Suddenly a dark, slimy mass slithered out of the culvert and dropped into the pool with a splash.


Grandma!
” exclaimed Niila.

One of the twins plunged his hands down into the mud, searching around for Grandma. Then he slipped and fell. His head disappeared under the slimy surface. His brother grabbed hold of him but lost his balance and was dragged down as well, flapping frantically with both arms. Spluttering and snorting they crawled back onto dry land, so cold by now that they could barely struggle to their feet. But the coffee tin was still standing in the grass, complete with tadpoles.
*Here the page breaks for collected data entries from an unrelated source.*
#[cfg(test)]
mod tests {
    use super::*;
    use crate::context::test_context;
    use crate::error::RouteError;

    async fn write_id(ctx: &mut Context) {
        let id = ctx.param("id").unwrap_or("?").to_string();
        ctx.write(id.as_bytes());
    }

    async fn boom(_: &mut Context) {
        panic!("boom");
    }

    #[tokio::test]
    async fn serves_a_matched_route() {
        let mut builder = Router::builder();
        builder.get("/api/products/{id}", handler_fn(write_id)).unwrap();
        let router = builder.build();

        let mut ctx = test_context(Method::GET, "/api/products/42");
        router.serve(&mut ctx).await;

        assert_eq!(ctx.status(), Some(StatusCode::OK));
        assert!(ctx.is_flushed());
        assert_eq!(ctx.registered_url(), Some("/api/products/{id}"));
        assert_eq!(ctx.param("id"), Some("42"));
    }

    #[tokio::test]
    async fn unmatched_url_hits_the_not_found_handler() {
        let mut builder = Router::builder();
        builder.get("/foo", handler_fn(noop)).unwrap();
        let router = builder.build();

        let mut ctx = test_context(Method::DELETE, "/foo");
        router.serve(&mut ctx).await;

        assert_eq!(ctx.status(), Some(StatusCode::NOT_FOUND));
        assert!(ctx.is_flushed());
    }

    #[tokio::test]
    async fn options_without_handler_yields_default_status() {
        let mut builder = Router::builder();
        builder.get("/foo", handler_fn(noop)).unwrap();
        let router = builder.build();

        let mut ctx = test_context(Method::OPTIONS, "/foo");
        router.serve(&mut ctx).await;

        assert_eq!(ctx.status(), Some(StatusCode::OK));
    }

    #[tokio::test]
    async fn empty_tree_handler_serves_everything() {
        async fn teapot(ctx: &mut Context) {
            ctx.set_status(StatusCode::IM_A_TEAPOT);
        }

        let router = Router::builder().empty_tree_handler(handler_fn(teapot)).build();

        let mut ctx = test_context(Method::GET, "/anything");
        router.serve(&mut ctx).await;

        assert_eq!(ctx.status(), Some(StatusCode::IM_A_TEAPOT));
    }

    #[tokio::test]
    async fn recovered_panic_reaches_the_panic_handler() {
        let panic_handler: PanicHandlerFunc =
            Arc::new(|ctx: &mut Context, panic: Box<dyn Any + Send>| -> BoxFuture<'_, ()> {
                Box::pin(async move {
                    assert_eq!(panic.downcast_ref::<&str>(), Some(&"boom"));
                    ctx.send_internal_server_error();
                })
            });

        let mut builder = Router::builder().panic_handler(panic_handler);
        builder.get("/explode", handler_fn(boom)).unwrap();
        let router = builder.build();

        let mut ctx = test_context(Method::GET, "/explode");
        router.serve(&mut ctx).await;

        assert_eq!(ctx.status(), Some(StatusCode::INTERNAL_SERVER_ERROR));
        assert!(ctx.is_flushed());
    }

    #[tokio::test]
    async fn panic_without_handler_is_absorbed() {
        let mut builder = Router::builder();
        builder.get("/explode", handler_fn(boom)).unwrap();
        let router = builder.build();

        let mut ctx = test_context(Method::GET, "/explode");
        router.serve(&mut ctx).await;

        // Nothing set a status, so the default one goes out.
        assert_eq!(ctx.status(), Some(StatusCode::OK));
        assert!(ctx.is_flushed());
    }

    #[tokio::test]
    async fn duplicate_registration_surfaces_the_tree_error() {
        let mut builder = Router::builder();
        builder.get("/foo", handler_fn(noop)).unwrap();
        assert_eq!(builder.get("/foo", handler_fn(noop)).unwrap_err(), RouteError::UrlAlreadyStored);
    }

    #[tokio::test]
    async fn listen_serves_and_drains_on_cancellation() {
        use tokio::io::{AsyncReadExt, AsyncWriteExt};

        async fn pong(ctx: &mut Context) {
            ctx.write(b"pong");
        }

        let token = CancellationToken::new();
        let mut builder = Router::builder().cancellation(token.clone());
        builder.get("/ping", handler_fn(pong)).unwrap();
        let router = builder.build();

        let listener = TcpListener::bind("127.0.0.1:0").await.unwrap();
        let address = listener.local_addr().unwrap();
        let server = tokio::spawn(router.listen_on(listener));

        let mut stream = tokio::net::TcpStream::connect(address).await.unwrap();
        stream.write_all(b"GET /ping HTTP/1.1\r\nhost: localhost\r\n\r\n").await.unwrap();

        let mut collected = Vec::new();
        let mut buf = [0u8; 1024];
        loop {
            let n = stream.read(&mut buf).await.unwrap();
            assert!(n > 0, "connection closed before the body arrived");
            collected.extend_from_slice(&buf[..n]);
            if collected.ends_with(b"pong") {
                break;
            }
        }
        assert!(collected.starts_with(b"HTTP/1.1 200 OK\r\n"));

        drop(stream);
        token.cancel();
        server.await.unwrap().unwrap();
    }

    #[tokio::test]
    async fn ids_are_distinct_under_concurrent_resets() {
        let router = Arc::new(Router::builder().build());

        let mut handles = Vec::new();
        for _ in 0..8 {
            let router = Arc::clone(&router);
            handles.push(tokio::spawn(async move {
                let mut ids = Vec::new();
                for _ in 0..100 {
                    ids.push(router.ids.fetch_add(1, Ordering::Relaxed));
                }
                ids
            }));
        }

        let mut all = Vec::new();
        for handle in handles {
            all.extend(handle.await.unwrap());
        }

        all.sort_unstable();
        all.dedup();
        assert_eq!(all.len(), 800);
    }
}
Niila and I were struck dumb by this display of bravery. The twins got dressed again, shivering so violently that we had to help them do up their shirt buttons. They pulled off their underpants and wrung them out, then removed the worst of the filth from their hair with their elegant tortoise-shell combs. Their eyes gleamed as they gazed into the coffee tin. A handful of little tadpoles were circling round and round, their tails wriggling from side to side. Eventually one of the brothers gave us a frozen-stiff but nevertheless hearty handshake.

“Thank you!
Tack! Keytoes!

Holding the coffee tin between them, they strode back toward the house, jabbering eagerly in American.

* * *

That same afternoon the arguments began over Grandma’s estate. The family waited until the interment rituals were over and the neighbors and preachers had gone home, then all the house doors were closed to outsiders. The family’s various branches, shoots and grafted-on stock assembled in the large kitchen. Documents were laid out on a table. Reading glasses were winkled out of handbags and perched on noses
shiny with sweat. Throats were cleared. Lips were moistened with stiff, sharp tongues.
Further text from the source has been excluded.